Walking away from his building, I remembered a woman I’d known in my early twenties, petite and dark-haired and beautiful as a witch, describing the aftermath of a difficult breakup: sitting on her bare hardwood floor and drinking red wine and listening to records. But that night, my despair was nothing glamorous. It was a late-night cookie as large as my palm, and chocolate smeared on my lips. Once I was home, I noticed a dead leaf stuck to the wool of my leg warmers, from a walk I’d taken with Dave a few days earlier, and I turned to the trash can, ready to throw it away—then took it off carefully and put it in a drawer instead. There was something in Dave I’d never find in anyone else. I might get other things, things I couldn’t even imagine, but I would never get him. That felt unbearable.
—
XIV —
HOMECOMING
I’ve had two different lives,” Raymond Carver once said, meaning he’d lived one drunk, the other sober. “The past really is a foreign country, and they do do things differently there.” His first life was spent largely with his first wife, Maryann, whom he’d met as a teenager when she was working behind the counter of a Spudnut Shop. She got pregnant at seventeen. They both had big dreams. They both drank. “Eventually,” Carver wrote later, “we realized that hard work and dreams were not enough.” Maryann packed fruit and waited tables to give her husband time to write. He drank himself bloated and silly. At a cocktail party in 1975, he hit her over the head with a wine bottle after she flirted with another man, severing an artery near her ear and almost killing her. Still, they loved each other deeply. Even after their marriage ended both said that repeatedly. But their life was “chaotic,” he wrote, “without much light showing through.”

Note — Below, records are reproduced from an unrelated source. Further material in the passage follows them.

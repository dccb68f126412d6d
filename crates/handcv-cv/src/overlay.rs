//! Drawing detection results onto copies of a matrix

use crate::Result;
use crate::config::Color;
use crate::error::VisionError;
use crate::region::Region;
use handcv_core::Matrix;
use image::{ImageBuffer, Luma, Pixel, Rgb, Rgba};
use imageproc::drawing::{
    Canvas, draw_hollow_circle_mut, draw_hollow_rect_mut, draw_line_segment_mut,
};

/// A primitive to draw
#[derive(Debug, Clone, PartialEq)]
pub enum Shape {
    /// Rectangle outline, grown inwards to `thickness` pixels.
    Rect { region: Region, thickness: u32 },
    Circle { center: (i32, i32), radius: i32 },
    /// Closed polyline.
    Polygon { points: Vec<(i32, i32)> },
}

/// Shapes sharing a color.
#[derive(Debug, Clone, PartialEq)]
pub struct Layer {
    pub color: Color,
    pub shapes: Vec<Shape>,
}

impl Layer {
    pub fn new(color: Color, shapes: Vec<Shape>) -> Self {
        Self { color, shapes }
    }
}

/// Draw every layer onto a copy of `image`. The matrix bytes are painted as they are;
/// colors are swizzled into the matrix's channel order first.
pub fn draw(image: &Matrix, layers: &[Layer]) -> Result<Matrix> {
    let order = image.layout()?.order;
    let (w, h) = (image.cols as u32, image.rows as u32);
    let data = image.data.clone();
    let mismatch = || VisionError::Conversion("overlay buffer size mismatch".into());

    let painted = match image.channels {
        1 => {
            let mut canvas: ImageBuffer<Luma<u8>, Vec<u8>> =
                ImageBuffer::from_raw(w, h, data).ok_or_else(mismatch)?;
            paint(&mut canvas, layers, |c| Luma([c.to_pixel(order)[0]]));
            canvas.into_raw()
        }
        3 => {
            let mut canvas: ImageBuffer<Rgb<u8>, Vec<u8>> =
                ImageBuffer::from_raw(w, h, data).ok_or_else(mismatch)?;
            paint(&mut canvas, layers, |c| *Rgb::from_slice(&c.to_pixel(order)));
            canvas.into_raw()
        }
        4 => {
            let mut canvas: ImageBuffer<Rgba<u8>, Vec<u8>> =
                ImageBuffer::from_raw(w, h, data).ok_or_else(mismatch)?;
            paint(&mut canvas, layers, |c| *Rgba::from_slice(&c.to_pixel(order)));
            canvas.into_raw()
        }
        n => {
            return Err(VisionError::InvalidInput(format!(
                "cannot draw on {n}-channel matrix"
            )));
        }
    };

    Ok(Matrix::from_bytes(image.rows, image.cols, image.channels, painted)?)
}

fn paint<C, F>(canvas: &mut C, layers: &[Layer], pixel: F)
where
    C: Canvas,
    F: Fn(Color) -> C::Pixel,
{
    for layer in layers {
        let color = pixel(layer.color);
        for shape in &layer.shapes {
            draw_shape(canvas, shape, color);
        }
    }
}

fn draw_shape<C: Canvas>(canvas: &mut C, shape: &Shape, color: C::Pixel) {
    match shape {
        Shape::Rect { region, thickness } => {
            for inset in 0..(*thickness).max(1) {
                let (w, h) = (
                    region.width.saturating_sub(2 * inset),
                    region.height.saturating_sub(2 * inset),
                );
                if w == 0 || h == 0 {
                    break;
                }
                let ring = Region::new(region.x + inset as i32, region.y + inset as i32, w, h);
                draw_hollow_rect_mut(canvas, ring.to_rect(), color);
            }
        }
        Shape::Circle { center, radius } => {
            draw_hollow_circle_mut(canvas, *center, *radius, color)
        }
        Shape::Polygon { points } => {
            for (i, &(x0, y0)) in points.iter().enumerate() {
                let (x1, y1) = points[(i + 1) % points.len()];
                draw_line_segment_mut(
                    canvas,
                    (x0 as f32, y0 as f32),
                    (x1 as f32, y1 as f32),
                    color,
                );
            }
        }
    }
}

Carver spent most of his second life, the decade after he got sober, with the poet Tess Gallagher, living in a town called Port Angeles—on the Olympic Peninsula in Washington, overlooking the Pacific—fishing in the ocean and in strong clear rivers. In the early years of his sobriety, he was writing so much he decided to buy himself a new typewriter to better handle his output. It was a Smith Corona Coronamatic 2500. “It sounds like a cigar,” he told friends, “but it’s my first electric typewriter.” At one party he hid in the bushes because he was afraid of getting drunk. He looked back on the drama of his first life and understood his writing as something that had happened despite this chaos, rather than something fueled by it. “I was trying to learn my craft as a writer,” he said, “how to be as subtle as a river current when very little else in my life was subtle.”